Are you stressed? This AI-equipped thermal camera thinks so:
…Predicting cardiac changes over time with AI + thermal vision…
In the future, thermal cameras might let governments surveil people, checking their bodyheat via thermal cameras for AI-predicted indications of stress. That’s the future embodied in research from the University of California at Santa Barbara, where they build a ‘StressNet’ network, which lets them train an algorithm to predict stress in people by studying thermal variations.

How StressNet works: The network “features a hybrid emission representation model that models the direct emission and absorption of heat by the skin and underlying blood vessels. This results in an information-rich feature representation of the face, which is used by spatio-temporal network for reconstructing the ISTI. The reconstructed ISTI signal is fed into a stress-detection model to detect and classify the individual’s stress state (i.e. stress or no stress)”.

Does it work? StressNet predicts the Initial Systolic Time Interval (ISTI), a measure that correlates to changes in cardiac function over time. In tests, StressNet predicts ISTI with 0.84 average precision, beating other baselines and coming close to the ground truth signal precision (0.9). Their best-performing system uses a pre-trained ImageNet network and a ResNet50 architecture for finetuning.

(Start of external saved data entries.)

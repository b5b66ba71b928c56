use std::path::Path;

use raylib::prelude::*;

/// Backdrop sphere under the boxes. Textured when the image loads, a flat
/// dark sphere otherwise.
pub struct GlobeModel {
    radius: f32,
    textured: Option<(raylib::core::models::Model, raylib::core::texture::Texture2D)>,
    /// Yaw applied to the textured sphere so the image lines up with the
    /// box placement.
    yaw_deg: f32,
}

const FALLBACK_COLOR: Color = Color::new(24, 24, 32, 255);

impl GlobeModel {
    pub fn load(
        rl: &mut RaylibHandle,
        thread: &RaylibThread,
        texture_path: Option<&Path>,
        radius: f32,
        rings: i32,
        slices: i32,
        yaw_deg: f32,
    ) -> Self {
        let textured = texture_path.and_then(|path| {
            if !path.exists() {
                log::warn!("globe texture {:?} not found; drawing untextured", path);
                return None;
            }
            let tex = match rl.load_texture(thread, &path.to_string_lossy()) {
                Ok(t) => t,
                Err(e) => {
                    log::warn!("globe texture {:?}: {}", path, e);
                    return None;
                }
            };
            tex.set_texture_filter(thread, raylib::consts::TextureFilter::TEXTURE_FILTER_BILINEAR);
            let mesh = Mesh::gen_mesh_sphere(thread, radius, rings, slices);
            let mut model = rl
                .load_model_from_mesh(thread, unsafe { mesh.make_weak() })
                .ok()?;
            if let Some(mat) = model.materials_mut().get_mut(0) {
                mat.set_material_texture(raylib::consts::MaterialMapIndex::MATERIAL_MAP_ALBEDO, &tex);
            }
            log::info!("globe texture loaded from {:?}", path);
            Some((model, tex))
        });
        Self {
            radius,
            textured,
            yaw_deg,
        }
    }

    #[inline]
    pub fn is_textured(&self) -> bool {
        self.textured.is_some()
    }

    pub fn draw(&self, d3: &mut impl RaylibDraw3D) {
        match &self.textured {
            Some((model, _)) => d3.draw_model_ex(
                model,
                Vector3::zero(),
                Vector3::new(0.0, 1.0, 0.0),
                self.yaw_deg,
                Vector3::one(),
                Color::WHITE,
            ),
            None => d3.draw_sphere(Vector3::zero(), self.radius, FALLBACK_COLOR),
        }
    }
}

The water challenge: To simulate stress, the researchers had participants either put their feet in a bucket of lukewarm water, or a bucket of freezing water, while recording the underlying dataset – but the warm water might have ended up being somewhat pleasant for participants. This means it’s possible their system could have learned to distinguish between beneficial stress (eustress) and negative stress, rather than testing for stress or the absence of it.

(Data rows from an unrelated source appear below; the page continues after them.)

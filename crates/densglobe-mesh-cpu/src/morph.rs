use std::collections::HashSet;

use crate::error::MeshError;
use crate::merge::MergedGeometry;

/// Largest number of datasets the blending vertex stage can mix.
pub const MAX_MORPH_TARGETS: usize = 4;

/// Alternate positions for the base mesh, keyed by name.
#[derive(Clone, Debug, PartialEq)]
pub struct MorphTarget {
    pub name: String,
    pub positions: Vec<f32>,
}

/// Per-vertex colours belonging to the morph target of the same name.
/// Kept apart from the targets because colour is blended by hand in the
/// vertex stage rather than by position morphing.
#[derive(Clone, Debug, PartialEq)]
pub struct MorphColorSet {
    pub target: String,
    pub colors: Vec<u8>,
}

/// Which colour set feeds which blend slot.
#[derive(Clone, Copy, Debug, PartialEq, Eq)]
pub struct ColorBinding {
    pub slot: usize,
    pub color_set: usize,
}

#[derive(Clone, Debug)]
pub struct MorphMesh {
    base: MergedGeometry,
    targets: Vec<MorphTarget>,
    colors: Vec<MorphColorSet>,
}

impl MorphMesh {
    #[inline]
    pub fn base(&self) -> &MergedGeometry {
        &self.base
    }

    #[inline]
    pub fn vertex_count(&self) -> usize {
        self.base.vertex_count()
    }

    /// Position targets in blend-slot order. Slot 0 repeats the base positions.
    #[inline]
    pub fn targets(&self) -> &[MorphTarget] {
        &self.targets
    }

    #[inline]
    pub fn color_sets(&self) -> &[MorphColorSet] {
        &self.colors
    }

    pub fn color_set_index(&self, target: &str) -> Option<usize> {
        self.colors.iter().position(|c| c.target == target)
    }

    /// Pairs every position target with its colour set by name; slot order
    /// and colour-set order are not assumed to match.
    pub fn color_bindings(&self) -> Vec<ColorBinding> {
        self.targets
            .iter()
            .enumerate()
            .filter_map(|(slot, t)| {
                self.color_set_index(&t.name)
                    .map(|color_set| ColorBinding { slot, color_set })
            })
            .collect()
    }
}

/// Builds the morph mesh. The first geometry is the base; every geometry
/// (base included) becomes a named position target and a colour set.
pub fn assemble_morph_mesh(
    geometries: Vec<(String, MergedGeometry)>,
) -> Result<MorphMesh, MeshError> {
    let Some((_, first)) = geometries.first() else {
        return Err(MeshError::NoGeometry);
    };
    if geometries.len() > MAX_MORPH_TARGETS {
        return Err(MeshError::TooManyTargets {
            count: geometries.len(),
            max: MAX_MORPH_TARGETS,
        });
    }
    let expected = first.vertex_count();
    let base = first.clone();
    {
        let mut seen = HashSet::new();
        for (name, g) in &geometries {
            if !seen.insert(name.as_str()) {
                return Err(MeshError::DuplicateTarget(name.clone()));
            }
            if g.vertex_count() != expected || g.colors.len() != g.positions.len() {
                return Err(MeshError::TopologyMismatch {
                    name: name.clone(),
                    expected,
                    found: g.vertex_count(),
                });
            }
        }
    }

    let mut targets = Vec::with_capacity(geometries.len());
    let mut colors = Vec::with_capacity(geometries.len());
    for (name, g) in geometries {
        colors.push(MorphColorSet {
            target: name.clone(),
            colors: g.colors,
        });
        targets.push(MorphTarget {
            name,
            positions: g.positions,
        });
    }
    Ok(MorphMesh {
        base,
        targets,
        colors,
    })
}

#[cfg(test)]
mod tests {
    use super::*;

    fn geom(verts: usize, tag: u8) -> MergedGeometry {
        MergedGeometry {
            positions: vec![tag as f32; verts * 3],
            colors: vec![tag; verts * 3],
        }
    }

    #[test]
    fn registers_every_geometry_as_target_and_color_set() {
        let mesh = assemble_morph_mesh(vec![
            ("a".into(), geom(3, 1)),
            ("b".into(), geom(3, 2)),
            ("c".into(), geom(3, 3)),
        ])
        .unwrap();
        assert_eq!(mesh.vertex_count(), 3);
        assert_eq!(mesh.targets().len(), 3);
        assert_eq!(mesh.targets()[0].positions, mesh.base().positions);
        assert_eq!(mesh.color_set_index("c"), Some(2));
        assert_eq!(mesh.color_sets()[1].colors[0], 2);
        let b = mesh.color_bindings();
        assert_eq!(
            b,
            vec![
                ColorBinding { slot: 0, color_set: 0 },
                ColorBinding { slot: 1, color_set: 1 },
                ColorBinding { slot: 2, color_set: 2 },
            ]
        );
    }

    #[test]
    fn bindings_follow_names_not_positions() {
        let mut mesh =
            assemble_morph_mesh(vec![("a".into(), geom(1, 1)), ("b".into(), geom(1, 2))]).unwrap();
        mesh.colors.reverse();
        assert_eq!(
            mesh.color_bindings(),
            vec![
                ColorBinding { slot: 0, color_set: 1 },
                ColorBinding { slot: 1, color_set: 0 },
            ]
        );
    }

    #[test]
    fn rejects_vertex_count_mismatch() {
        let err = assemble_morph_mesh(vec![("a".into(), geom(2, 1)), ("b".into(), geom(3, 1))])
            .unwrap_err();
        assert!(matches!(
            err,
            MeshError::TopologyMismatch {
                expected: 2,
                found: 3,
                ..
            }
        ));
    }

    #[test]
    fn rejects_too_many_targets_and_empty_input() {
        let many = (0..5).map(|i| (format!("t{i}"), geom(1, 0))).collect();
        assert!(matches!(
            assemble_morph_mesh(many),
            Err(MeshError::TooManyTargets { count: 5, max: 4 })
        ));
        assert!(matches!(assemble_morph_mesh(vec![]), Err(MeshError::NoGeometry)));
    }

    #[test]
    fn rejects_duplicate_names() {
        let err = assemble_morph_mesh(vec![("a".into(), geom(1, 1)), ("a".into(), geom(1, 2))])
            .unwrap_err();
        assert!(matches!(err, MeshError::DuplicateTarget(ref n) if n == "a"));
    }
}
use densglobe_runtime::{CrossfadeState, RedrawReason};
use raylib::prelude::*;

use super::App;
use crate::event::Event;

impl App {
    /// Draws one frame. A crossfade in flight advances here and re-arms
    /// the redraw flag until its weights settle.
    pub fn render(&mut self, rl: &mut RaylibHandle, thread: &RaylibThread, dt: f32) {
        if let Some(reason) = self.redraw.take() {
            log::trace!("redraw #{} ({:?})", self.redraw.frames(), reason);
        }

        let mut animating = false;
        if self.crossfade.state() == CrossfadeState::Animating {
            animating = self.crossfade.advance(dt);
            if !animating {
                self.queue.emit_now(Event::CrossfadeSettled {
                    index: self.crossfade.selected(),
                });
            }
        }
        self.crossfade.prepare_frame(&mut self.mesh);

        let camera3d = self.cam.to_camera3d();
        let mut d = rl.begin_drawing(thread);
        d.clear_background(self.background);
        {
            let mut d3 = d.begin_mode3D(camera3d);
            self.globe.draw(&mut d3);
            self.mesh.draw(&mut d3);
        }
        self.list.draw(&mut d);
        drop(d);

        if animating {
            self.redraw.request(RedrawReason::Crossfade);
        }
    }
}
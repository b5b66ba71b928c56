use crate::cell_box::CellBoxGeometry;

/// All boxes of one dataset in a single position/colour buffer pair.
#[derive(Clone, Debug, Default, PartialEq)]
pub struct MergedGeometry {
    pub positions: Vec<f32>,
    pub colors: Vec<u8>,
}

impl MergedGeometry {
    #[inline]
    pub fn vertex_count(&self) -> usize {
        self.positions.len() / 3
    }
}

/// Concatenates boxes in order; vertices are never shared or deduplicated.
pub fn merge_geometries(parts: &[CellBoxGeometry]) -> MergedGeometry {
    let verts: usize = parts.iter().map(CellBoxGeometry::vertex_count).sum();
    let mut out = MergedGeometry {
        positions: Vec::with_capacity(verts * 3),
        colors: Vec::with_capacity(verts * 3),
    };
    for part in parts {
        out.positions.extend_from_slice(&part.positions);
        out.colors.extend_from_slice(&part.colors);
    }
    out
}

Failure cases: The system is somewhat fragile; if people cover their face with their hand, or change their head position, it can sometimes fail.
Read more:StressNet: Detecting Stress in Thermal Videos (arXiv)

###################################################

Tech Tales:

The Day When The Energy Changed

When computers turn to cannibalism, it looks pretty different to how animals do it. Instead of blood and dismemberment, there are sequences of numbers and letters – but they mean the same thing, if you know how to read them. These dramas manifest as dull sequences of words – and to humans they seem undramatic events, as normal as a calculator outputting a sequence of operations.

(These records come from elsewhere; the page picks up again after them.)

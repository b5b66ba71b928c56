//! Grid datasets: text parsing, derived comparison grids, and concurrent loading.
#![forbid(unsafe_code)]

pub mod dataset;
pub mod descriptor;
pub mod diff;
pub mod error;
pub mod load;
pub mod parse;

pub use dataset::{GridDataset, GridMetadata, ValueRange};
pub use descriptor::{DatasetDescriptor, DatasetOrigin, HueRange};
pub use diff::{CompareOp, diff_datasets, ensure_same_shape};
pub use error::GridError;
pub use load::{BaseSpec, DerivedSpec, load_all, load_base};
pub use parse::parse_grid;
use crate::dataset::{GridDataset, GridMetadata};
use crate::error::GridError;

fn malformed(token: &str, line: usize, reason: &'static str) -> GridError {
    GridError::Malformed {
        line,
        token: token.to_string(),
        reason,
    }
}

/// Values are read at double precision, then narrowed; anything outside the
/// single-precision range is rejected rather than turned into infinity.
#[inline]
fn parse_token(token: &str, line: usize) -> Result<f32, GridError> {
    let v = token
        .parse::<f64>()
        .map_err(|_| malformed(token, line, "is not a number"))?;
    if !v.is_finite() {
        return Err(malformed(token, line, "is not a finite number"));
    }
    if v.abs() > f32::MAX as f64 {
        return Err(malformed(token, line, "is outside the f32 range"));
    }
    Ok(v as f32)
}

/// Parses the whitespace-separated grid text format.
///
/// A two-token line whose first token is not a number is a `key value` header
/// pair. Any other line with two or more tokens is a data row. Shorter lines
/// are ignored. Tokens equal to the most recently read `NODATA_value` become
/// missing cells. Every token must be a finite number; rows must share one
/// width, which also has to agree with `ncols` when the header gives it.
pub fn parse_grid(text: &str) -> Result<GridDataset, GridError> {
    let mut meta = GridMetadata::default();
    let mut cells: Vec<Option<f32>> = Vec::new();
    let mut width: Option<usize> = None;
    let mut nrows = 0usize;

    for (i, raw) in text.lines().enumerate() {
        let line = i + 1;
        let tokens: Vec<&str> = raw.split_whitespace().collect();
        if tokens.len() < 2 {
            continue;
        }
        if tokens.len() == 2 && tokens[0].parse::<f64>().is_err() {
            let value = parse_token(tokens[1], line)?;
            if GridMetadata::is_count_key(tokens[0]) && (value < 0.0 || value.fract() != 0.0) {
                return Err(malformed(tokens[1], line, "is not a whole, non-negative count"));
            }
            meta.set(tokens[0], value);
            continue;
        }

        let expected = width.or(meta.ncols).unwrap_or(tokens.len());
        if tokens.len() != expected {
            return Err(GridError::Ragged {
                line,
                expected,
                found: tokens.len(),
            });
        }
        width = Some(expected);
        for token in tokens {
            let v = parse_token(token, line)?;
            if meta.nodata_value == Some(v) {
                cells.push(None);
            } else {
                cells.push(Some(v));
            }
        }
        nrows += 1;
    }

    if let Some(declared) = meta.nrows {
        if declared != nrows {
            log::warn!("grid header declares {} rows but {} were read", declared, nrows);
        }
    }

    Ok(GridDataset::from_cells(meta, nrows, width.unwrap_or(0), cells))
}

—Terrarium#1: Utilization: Nightlink: 30% / Job-Runner: 5% / Gen2 65%
—Terrarium#2: Utilization: Nightlink 45% / Job-Runner: 5% / Gen2 50%
—Terrarium#3: Utilization: Nightlink 75% / Job-Runner: 5% / Gen 2 20%

—Job-Runner: Change high-priority: ‘Gen2’ for ‘Nightlink’.

For a lot of our machines, most of how we understand them is by looking at their behavior and how it changes over time.

—Terrarium#1: Utilization: Nightlink 5% / Job-Runner: 5% / Gen2 90%
—Terrarium#2: Utilization: Nightlink 10% / Job-Runner: 5% / Gen2 85%
—Terrarium#3: Utilization: Nightlink 40% / Job-Runner 5% / Gen2 55%

—Job-Runner: Kill ‘Nightlink’ at process end.

People treat these ‘logs’ of their actions like poetry and some people weave the words into tapestries, hoping that if they stare enough at them a greater truth will be revealed.

—Terrarium#1: Utilization: Job-Runner: 5% / Gen2 95%
—Terrarium#2: Utilization: Nightlink 1% / Job-Runner: 5% / Gen2 94%
—Terrarium#3: Utilization: Nightlink 20% / Job-Runner: 5% / Gen2 75%

—Job-Runner: Kill all ‘Nightlink’ processes. Rebase Job-Runner for ‘Gen2’ optimal deployment.

These sequences of words and numbers are like ants marching from one hole in the ground to another, or a tree that grows enough to shade the ground beneath it and slow the growth of grass.

—Terrarium#1: Utilization: Job-Runner 1% / Gen2 99%
—Terrarium#2: Utilization: Job-Runner 1% / Gen2 99%
—Terrarium#3: Utilization: Job-Runner 1% / Gen2 99%

Every day, we see the symptoms of great battles, and we rarely interpret them as poetry. These battles among the machines seem special now, but perhaps only because they are new. Soon, they will happen constantly and be un-marveled at; they will fade into the same hum as the actions of the earth and the sky and the wind. They will become the symptoms of just another world.

Things that inspired this story: Debug logs; the difference between reading history and experiencing history.